Fig. 2 Particle characteristics in the mixed solvent system prior to THF evaporation. (A) DLS intensity distribution of PBLG₅₀-K polymersomes measured ∼5 min after addition of PBS. (B) Optical bright field and (inset) fluorescence microscope images of PBLG₅₀-K polymersomes with encapsulated Rhodamine B ∼2 min after addition of PBS. (C) The average d_h of PBLG₅₀-K assemblies as a function of the mixed solvent residence time. (D) Optical microscope image of PBLG₅₀-K particles ∼30 min after addition of PBS. Scale bars = 5 µm. Conditions: 2 mL THF, 0.02 µmol PBLG₅₀-K, 3 mL PBS.

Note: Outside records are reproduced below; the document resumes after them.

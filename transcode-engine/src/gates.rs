//! Scheduling gates.
//!
//! Evaluated in order before every transcode: operator flag, schedule
//! window, host CPU, I/O wait, free space, shutdown. Any held gate defers
//! work to the next poll.

use std::fmt;
use std::path::Path;
use std::sync::atomic::{AtomicBool, Ordering};
use std::sync::Arc;

use chrono::Local;
use sysinfo::System;
use tokio_util::sync::CancellationToken;

use config_manager::{ScheduleWindow, TranscoderConfig};
use storage_manager::disk;

/// Why the engine is not allowed to start a transcode right now
#[derive(Debug, Clone, PartialEq)]
pub enum GateHeld {
    Disabled,
    OutsideSchedule,
    CpuHigh { percent: f64, limit: f64 },
    IoWaitHigh { percent: f64, limit: f64 },
    LowFreeSpace { free_gb: f64, min_gb: u64 },
    ShuttingDown,
}

impl fmt::Display for GateHeld {
    fn fmt(&self, f: &mut fmt::Formatter<'_>) -> fmt::Result {
        match self {
            GateHeld::Disabled => write!(f, "transcoder disabled"),
            GateHeld::OutsideSchedule => write!(f, "outside schedule window"),
            GateHeld::CpuHigh { percent, limit } => {
                write!(f, "cpu too high: {:.1}% > {:.1}%", percent, limit)
            }
            GateHeld::IoWaitHigh { percent, limit } => {
                write!(f, "io wait too high: {:.1}% > {:.1}%", percent, limit)
            }
            GateHeld::LowFreeSpace { free_gb, min_gb } => {
                write!(f, "insufficient free space: {:.1}GB < {}GB", free_gb, min_gb)
            }
            GateHeld::ShuttingDown => write!(f, "shutting down"),
        }
    }
}

/// Aggregate CPU times from the first line of /proc/stat
#[derive(Debug, Clone, Copy, Default, PartialEq, Eq)]
pub struct CpuTimes {
    pub iowait: u64,
    pub total: u64,
}

/// Parse the aggregate "cpu ..." line of /proc/stat
pub fn parse_proc_stat(line: &str) -> Option<CpuTimes> {
    let mut fields = line.split_whitespace();
    if fields.next()? != "cpu" {
        return None;
    }
    let values: Vec<u64> = fields.filter_map(|v| v.parse().ok()).collect();
    // user nice system idle iowait irq softirq ...
    if values.len() < 5 {
        return None;
    }
    Some(CpuTimes {
        iowait: values[4],
        total: values.iter().sum(),
    })
}

/// Host load sampling for the CPU and I/O-wait gates
pub struct ResourceGauge {
    sys: System,
    prev_cpu_times: Option<CpuTimes>,
}

impl ResourceGauge {
    pub fn new() -> Self {
        Self {
            sys: System::new(),
            prev_cpu_times: None,
        }
    }

    /// Host CPU usage over a short sample (~1s)
    pub fn cpu_percent(&mut self) -> f64 {
        self.sys.refresh_cpu_usage();
        std::thread::sleep(sysinfo::MINIMUM_CPU_UPDATE_INTERVAL.max(std::time::Duration::from_millis(1000)));
        self.sys.refresh_cpu_usage();
        self.sys.global_cpu_usage() as f64
    }

    /// I/O wait percentage since the previous call; None on the first call
    /// or when /proc/stat is unavailable
    pub fn io_wait_percent(&mut self) -> Option<f64> {
        let raw = std::fs::read_to_string("/proc/stat").ok()?;
        let current = parse_proc_stat(raw.lines().next()?)?;
        let prev = self.prev_cpu_times.replace(current);
        let prev = prev?;

        let total_delta = current.total.checked_sub(prev.total)?;
        let iowait_delta = current.iowait.checked_sub(prev.iowait)?;
        if total_delta == 0 {
            return None;
        }
        Some(iowait_delta as f64 / total_delta as f64 * 100.0)
    }
}

impl Default for ResourceGauge {
    fn default() -> Self {
        Self::new()
    }
}

/// Evaluate every gate in order; the first held gate wins
pub fn evaluate(
    config: &TranscoderConfig,
    window: &ScheduleWindow,
    enabled: &Arc<AtomicBool>,
    gauge: &mut ResourceGauge,
    recordings_base: &Path,
    shutdown: &CancellationToken,
) -> Result<(), GateHeld> {
    if !enabled.load(Ordering::SeqCst) {
        return Err(GateHeld::Disabled);
    }

    if !window.contains(Local::now().time()) {
        return Err(GateHeld::OutsideSchedule);
    }

    let cpu = gauge.cpu_percent();
    if cpu > config.max_cpu_percent {
        return Err(GateHeld::CpuHigh {
            percent: cpu,
            limit: config.max_cpu_percent,
        });
    }

    if let Some(io_wait) = gauge.io_wait_percent() {
        if io_wait > config.max_io_wait {
            return Err(GateHeld::IoWaitHigh {
                percent: io_wait,
                limit: config.max_io_wait,
            });
        }
    }

    if let Ok(usage) = disk::usage(recordings_base) {
        if usage.free_gb() < config.min_free_gb as f64 {
            return Err(GateHeld::LowFreeSpace {
                free_gb: usage.free_gb(),
                min_gb: config.min_free_gb,
            });
        }
    }

    if shutdown.is_cancelled() {
        return Err(GateHeld::ShuttingDown);
    }

    Ok(())
}

#[cfg(test)]
mod tests {
    use super::*;

    #[test]
    fn test_parse_proc_stat() {
        let line = "cpu  74608 2520 24433 1117073 6176 4054 0 0 0 0";
        let times = parse_proc_stat(line).unwrap();
        assert_eq!(times.iowait, 6176);
        assert_eq!(times.total, 74608 + 2520 + 24433 + 1117073 + 6176 + 4054);
    }

    #[test]
    fn test_parse_proc_stat_rejects_per_core_lines() {
        assert!(parse_proc_stat("cpu0 123 0 456 789 10 0 0 0").is_none());
        assert!(parse_proc_stat("intr 12345").is_none());
        assert!(parse_proc_stat("cpu 1 2").is_none());
    }

    #[test]
    fn test_io_wait_needs_two_samples() {
        let mut gauge = ResourceGauge::new();
        // First call establishes the baseline
        if gauge.io_wait_percent().is_some() {
            panic!("first sample should not produce a delta");
        }
        let second = gauge.io_wait_percent();
        // /proc/stat may not exist off Linux; when it does, the delta is sane
        if let Some(pct) = second {
            assert!((0.0..=100.0).contains(&pct));
        }
    }

    #[test]
    fn test_disabled_gate_wins() {
        let config = TranscoderConfig::default();
        let window = config.schedule_window().unwrap();
        let enabled = Arc::new(AtomicBool::new(false));
        let mut gauge = ResourceGauge::new();
        let shutdown = CancellationToken::new();

        let held = evaluate(
            &config,
            &window,
            &enabled,
            &mut gauge,
            Path::new("/tmp"),
            &shutdown,
        )
        .unwrap_err();
        assert_eq!(held, GateHeld::Disabled);
    }
}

After THF removal the polymersome diameters in PBS are similar to the particle sizes in the mixed solvent phase. As the duration of the mixed solvent phase is extended and the particle sizes increase, the polymersome diameters after THF removal also increase (Fig. 3). These results show that there is continuity between the particles pre- and post-THF evaporation, i.e. there is not complete disassembly and reassembly of the structures during THF removal. In the final PBS solution the PBLG blocks are frozen due to the poor solvent quality, resulting in kinetically trapped polymersomes which are stable for many months.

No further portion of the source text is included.